Everyday guidelines for creating a marketing budget


Being that we're fresh into 2017, our team has noticed a trend in the number of our clients looking to expand upon their marketing efforts - in small ways like allocating a stronger budget, or in larger ways like engaging into a corporate sponsor partnership with other organizations. Whether your organization is a multinational corporation, or startup with a staff of 5, we understand the importance of creating a targeted and flexible marketing plan.

As organizations grow and new entrants to the market appear, companies must continuously stay relevant in consumers' minds. To remain a player in the market in which a company operates, allocating capital to spend on a marketing campaign is a necessary and important aspect of strategic business planning. Not every business spends the same amount of funds to create and implement marketing initiatives, but the process is similar regardless of an organization's size, industry, audience or marketing message.

First off, your budget spent should be dictated by what you hope to achieve, and also by what you can realistically afford. Here are a few levels of spending that you can use as guidelines:

  1. Less than $1,000 per month - New, bootstrapped startups usually have little to spend on marketing, so creativity utilizing the time spent on marketing will be important. Early on, acquiring customers will be the top priority, and your startup may be looking at spending 20-25% of its time on marketing. It’s a good idea to test out different ideas to see what works before structuring your budget. Analyze the results, and then use that to budget for the following months.
  2. $1,000 - $5,000 per month - This range allows you to create a more comprehensive strategy. Once you have a logo and brand that you are proud of, a strong web presence is the next essential. This begins with your company website, which is usually the first impression that your customers have of your company. The design should be user-friendly and responsive, so that it looks great on computer screens, smartphones, and other web browsers.
  3. Over $5,000 per month - Once you are spending over $5,000, you can make the decision to hire an in-house marketer or a marketing agency. There are advantages and disadvantages to each option. If your team grows quickly, and you have 50 or so dedicated salespeople, you may want to look into hiring a full-time senior marketing professional.
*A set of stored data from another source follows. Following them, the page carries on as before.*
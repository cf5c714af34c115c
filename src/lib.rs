//! Wallsplit - Slice one image across screens of different size and density
//!
//! This library provides a spec parser, layout engine, and renderer that cut
//! a source image into per-screen wallpapers which line up physically when
//! the screens stand side by side.
//!
//! # Example
//!
//! ```rust
//! use std::path::Path;
//! use wallsplit::{parse_groups, plan, ImageSize};
//!
//! let groups = parse_groups(&[vec!["1000x500/1000", "1000x500/1000"]]).unwrap();
//! let plan = plan(
//!     Path::new("photo.png"),
//!     ImageSize::new(2000, 500),
//!     Path::new("wallpaper.png"),
//!     &groups,
//! )
//! .unwrap();
//!
//! assert_eq!(plan.jobs[0].panels[1].crop.to_string(), "1000x500+1000+0");
//! ```

pub mod error;
pub mod layout;
pub mod parser;
pub mod profile;
pub mod renderer;
pub mod units;

pub use error::ParseError;
pub use layout::{ImageSize, LayoutConfig, LayoutError, LayoutResult, PanelCrop, PixelRect};
pub use parser::{parse_region, parse_screen, Region, ScreenSpec};
pub use profile::{Profile, ProfileError};
pub use renderer::{
    EngineError, GroupJob, ImageEngine, MagickConfig, MagickEngine, RenderPlan,
};

use std::path::Path;

use thiserror::Error;
use tracing::info;

/// Errors that can occur during the split pipeline
#[derive(Debug, Error)]
pub enum SplitError {
    /// Error while parsing a screen or crop spec
    #[error("parse errors: {}", format_parse_errors(.0))]
    Parse(Vec<ParseError>),

    /// Error during layout
    #[error("layout error: {0}")]
    Layout(#[from] LayoutError),

    /// Error reported by the image engine
    #[error("image error: {0}")]
    Engine(#[from] EngineError),

    /// Error loading a profile
    #[error("profile error: {0}")]
    Profile(#[from] ProfileError),
}

impl From<Vec<ParseError>> for SplitError {
    fn from(errors: Vec<ParseError>) -> Self {
        SplitError::Parse(errors)
    }
}

fn format_parse_errors(errors: &[ParseError]) -> String {
    errors
        .iter()
        .map(|e| e.to_string())
        .collect::<Vec<_>>()
        .join("; ")
}

/// Configuration for the complete split pipeline
#[derive(Debug, Clone, Default)]
pub struct RenderConfig {
    /// Fit configuration (gravity and scale)
    pub layout: LayoutConfig,
    /// Part of the source image to use (whole image if unset)
    pub region: Option<Region>,
    /// ImageMagick invocation settings
    pub magick: MagickConfig,
    /// Compute and report the plan without touching any pixels
    pub pretend: bool,
}

impl RenderConfig {
    /// Create a new configuration with defaults
    pub fn new() -> Self {
        Self::default()
    }

    /// Set the layout configuration
    pub fn with_layout(mut self, config: LayoutConfig) -> Self {
        self.layout = config;
        self
    }

    /// Restrict the source image to a region
    pub fn with_region(mut self, region: Option<Region>) -> Self {
        self.region = region;
        self
    }

    /// Set the ImageMagick configuration
    pub fn with_magick(mut self, config: MagickConfig) -> Self {
        self.magick = config;
        self
    }

    /// Enable or disable pretend mode
    pub fn with_pretend(mut self, pretend: bool) -> Self {
        self.pretend = pretend;
        self
    }
}

/// Parse screen specs, one list per group
///
/// Empty groups are skipped.
///
/// # Example
///
/// ```rust
/// use wallsplit::parse_groups;
///
/// let groups = parse_groups(&[vec!["2560x1440/59.8cm"], vec![], vec!["1920x1080/92dpi"]]).unwrap();
/// assert_eq!(groups.len(), 2);
/// assert_eq!(groups[1][0].width_px, 1920);
/// ```
pub fn parse_groups<S: AsRef<str>>(groups: &[Vec<S>]) -> Result<Vec<Vec<ScreenSpec>>, SplitError> {
    let mut parsed = Vec::with_capacity(groups.len());
    for group in groups.iter().filter(|g| !g.is_empty()) {
        let screens = group
            .iter()
            .map(|spec| parse_screen(spec.as_ref()))
            .collect::<Result<Vec<_>, _>>()?;
        parsed.push(screens);
    }
    Ok(parsed)
}

/// Compute the render plan with default configuration
pub fn plan(
    source: &Path,
    image: ImageSize,
    output: &Path,
    groups: &[Vec<ScreenSpec>],
) -> Result<RenderPlan, SplitError> {
    plan_with_config(source, image, output, groups, &RenderConfig::default())
}

/// Compute the render plan for a source image of known size
///
/// # Example
///
/// ```rust
/// use std::path::Path;
/// use wallsplit::{parse_groups, parse_region, plan_with_config, ImageSize, LayoutConfig, RenderConfig};
///
/// let groups = parse_groups(&[vec!["1000x500/1000"], vec!["1000x500/1000"]]).unwrap();
/// let config = RenderConfig::new()
///     .with_layout(LayoutConfig::new().with_gravity(0.0, 0.0))
///     .with_region(Some(parse_region("1000x500+100+0").unwrap()));
///
/// let plan = plan_with_config(
///     Path::new("photo.png"),
///     ImageSize::new(2000, 1000),
///     Path::new("wall.png"),
///     &groups,
///     &config,
/// )
/// .unwrap();
///
/// assert_eq!(plan.jobs.len(), 2);
/// assert_eq!(plan.jobs[1].output, Path::new("2_wall.png"));
/// ```
pub fn plan_with_config(
    source: &Path,
    image: ImageSize,
    output: &Path,
    groups: &[Vec<ScreenSpec>],
    config: &RenderConfig,
) -> Result<RenderPlan, SplitError> {
    let result = layout::compute(groups, image, config.region.as_ref(), &config.layout)?;
    Ok(RenderPlan::new(source, image, output, result.panels))
}

/// Measure the source, compute the plan and produce the wallpapers
///
/// In pretend mode the source is still measured, since the geometry depends
/// on its size, but no image is cropped or written.
pub fn run<E: ImageEngine>(
    source: &Path,
    output: &Path,
    groups: &[Vec<ScreenSpec>],
    config: &RenderConfig,
    engine: &mut E,
) -> Result<RenderPlan, SplitError> {
    config.layout.validate()?;
    if groups.iter().all(|g| g.is_empty()) {
        return Err(LayoutError::NoScreens.into());
    }

    let image = engine.measure(source)?;
    info!("source {} is {}", source.display(), image);

    let plan = plan_with_config(source, image, output, groups, config)?;
    if config.pretend {
        info!("pretend mode, skipping {} outputs", plan.jobs.len());
    } else {
        renderer::execute(&plan, engine)?;
    }
    Ok(plan)
}

#[cfg(test)]
mod tests {
    use super::*;

    #[test]
    fn test_parse_groups_reports_errors() {
        let result = parse_groups(&[vec!["1920x1080/92dpi", "1920x1080/92ft"]]);
        match result {
            Err(SplitError::Parse(errors)) => {
                assert!(matches!(errors[0], ParseError::InvalidUnit { .. }))
            }
            other => panic!("Expected parse error, got {:?}", other),
        }
    }

    #[test]
    fn test_plan_single_group_writes_output() {
        let groups = parse_groups(&[vec!["1000x500/1000"]]).unwrap();
        let plan = plan(
            Path::new("a.png"),
            ImageSize::new(1000, 500),
            Path::new("out/b.png"),
            &groups,
        )
        .unwrap();
        assert_eq!(plan.jobs.len(), 1);
        assert_eq!(plan.jobs[0].output, Path::new("out/b.png"));
        assert_eq!(plan.jobs[0].panels[0].crop, PixelRect::new(0, 0, 1000, 500));
    }

    #[test]
    fn test_plan_without_screens() {
        let result = plan(
            Path::new("a.png"),
            ImageSize::new(10, 10),
            Path::new("b.png"),
            &[],
        );
        assert!(matches!(
            result,
            Err(SplitError::Layout(LayoutError::NoScreens))
        ));
    }

    #[test]
    fn test_split_error_display() {
        let err = SplitError::from(LayoutError::ScaleTooSmall { scale: 0.5 });
        assert!(err.to_string().starts_with("layout error:"));
    }
}
//! Syntax tree types for screen and crop specifications

/// Byte range in source text
pub type Span = std::ops::Range<usize>;

/// AST node with source location
#[derive(Debug, Clone, PartialEq)]
pub struct Spanned<T> {
    pub node: T,
    pub span: Span,
}

impl<T> Spanned<T> {
    pub fn new(node: T, span: Span) -> Self {
        Self { node, span }
    }
}

/// A number with an optional unit suffix, exactly as written
#[derive(Debug, Clone, PartialEq)]
pub struct Quantity {
    pub value: f64,
    pub unit: Option<Spanned<String>>,
}

impl Quantity {
    pub fn unit_str(&self) -> Option<&str> {
        self.unit.as_ref().map(|u| u.node.as_str())
    }
}

/// `WxH/DENSITY[UNIT][@TOP[UNIT]][+GAP[UNIT]]`
#[derive(Debug, Clone, PartialEq)]
pub struct ScreenDecl {
    pub width: Spanned<u32>,
    pub height: Spanned<u32>,
    pub density: Spanned<Quantity>,
    pub top: Option<Spanned<Quantity>>,
    pub gap: Option<Spanned<Quantity>>,
}

/// Which edge an X11 geometry offset is measured from
#[derive(Debug, Clone, Copy, PartialEq, Eq, Default)]
pub enum Side {
    /// `+`: from the left or top edge
    #[default]
    Start,
    /// `-`: from the right or bottom edge
    End,
}

impl Side {
    pub fn sign(&self) -> char {
        match self {
            Side::Start => '+',
            Side::End => '-',
        }
    }
}

/// `WxH[(+|-)X[(+|-)Y]]`
#[derive(Debug, Clone, PartialEq)]
pub struct RegionDecl {
    pub width: Spanned<u32>,
    pub height: Spanned<u32>,
    pub x: Option<(Side, u32)>,
    pub y: Option<(Side, u32)>,
}

/// A parsed screen with its physical properties in canonical units
#[derive(Debug, Clone, Copy, PartialEq)]
pub struct ScreenSpec {
    pub width_px: u32,
    pub height_px: u32,
    /// Pixels per meter, always positive
    pub density_ppm: f64,
    /// Vertical offset from the shared reference line, in meters
    pub top_m: f64,
    /// Horizontal spacing from the previous screen in the group, in meters
    pub gap_m: f64,
}

impl ScreenSpec {
    pub fn width_m(&self) -> f64 {
        f64::from(self.width_px) / self.density_ppm
    }

    pub fn height_m(&self) -> f64 {
        f64::from(self.height_px) / self.density_ppm
    }
}

/// A crop window within the source image, in X11 geometry convention
#[derive(Debug, Clone, Copy, PartialEq, Eq)]
pub struct Region {
    pub width_px: u32,
    pub height_px: u32,
    pub x_px: u32,
    pub x_side: Side,
    pub y_px: u32,
    pub y_side: Side,
}

impl std::fmt::Display for Region {
    fn fmt(&self, f: &mut std::fmt::Formatter<'_>) -> std::fmt::Result {
        write!(
            f,
            "{}x{}{}{}{}{}",
            self.width_px,
            self.height_px,
            self.x_side.sign(),
            self.x_px,
            self.y_side.sign(),
            self.y_px
        )
    }
}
Many companies still hire an outside agency to support their sales and marketing efforts to get a deeper bench. The most significant benefit of hiring an agency is that you get a team of combined specialists from designers, developers, and marketing strategists all in one as opposed to hiring one marketing professional with a more general skill set. 

Keep in mind that your marketing budget should not be a fixed and permanent number. Your marketing budget should be scalable. It should grow in tandem with your business. As you start to see a real financial return on your marketing efforts, you can slowly increase the budget.

Important factors to keep in mind:

  1. Know your goal. Before you can get anywhere, you have to know where you're going. Are you trying to generate more leads? Close more sales? Create more awareness of your brand? Once everyone is on the same page about what defines ultimate success you can get down to business.
  2. Be proactive, not reactive. Somewhere along the way, clients will come to you needing something at the spur of the moment—a certain number of leads by the end of the month, for example. While your first reaction may be to scramble, part of a strategic budget is keeping the long view in perspective.
  3. Measure everything. If you don't know which of your efforts are leading to success or failure, you can't plan effectively. Where are your clients hearing about you? How do they know about you?
  4. Strategize. Thinking ahead is key to structuring a budget that can serve you in the long term. Too many people are hasty in their planning, and while it saves time now, it could cost them later.
  5. Build on your successes. Don't give in to repetition or stagnation. Quantify what you did last year that worked and build on it. Don't simply rehash what you've done before without considering how your business has grown and changed.

There are countless platforms and channels and guerrilla marketing techniques that you can try! There is certainly no cookie cutter formula for how you should be spending marketing dollars. Just remember to have fun and get creative (while staying within budget, of course!).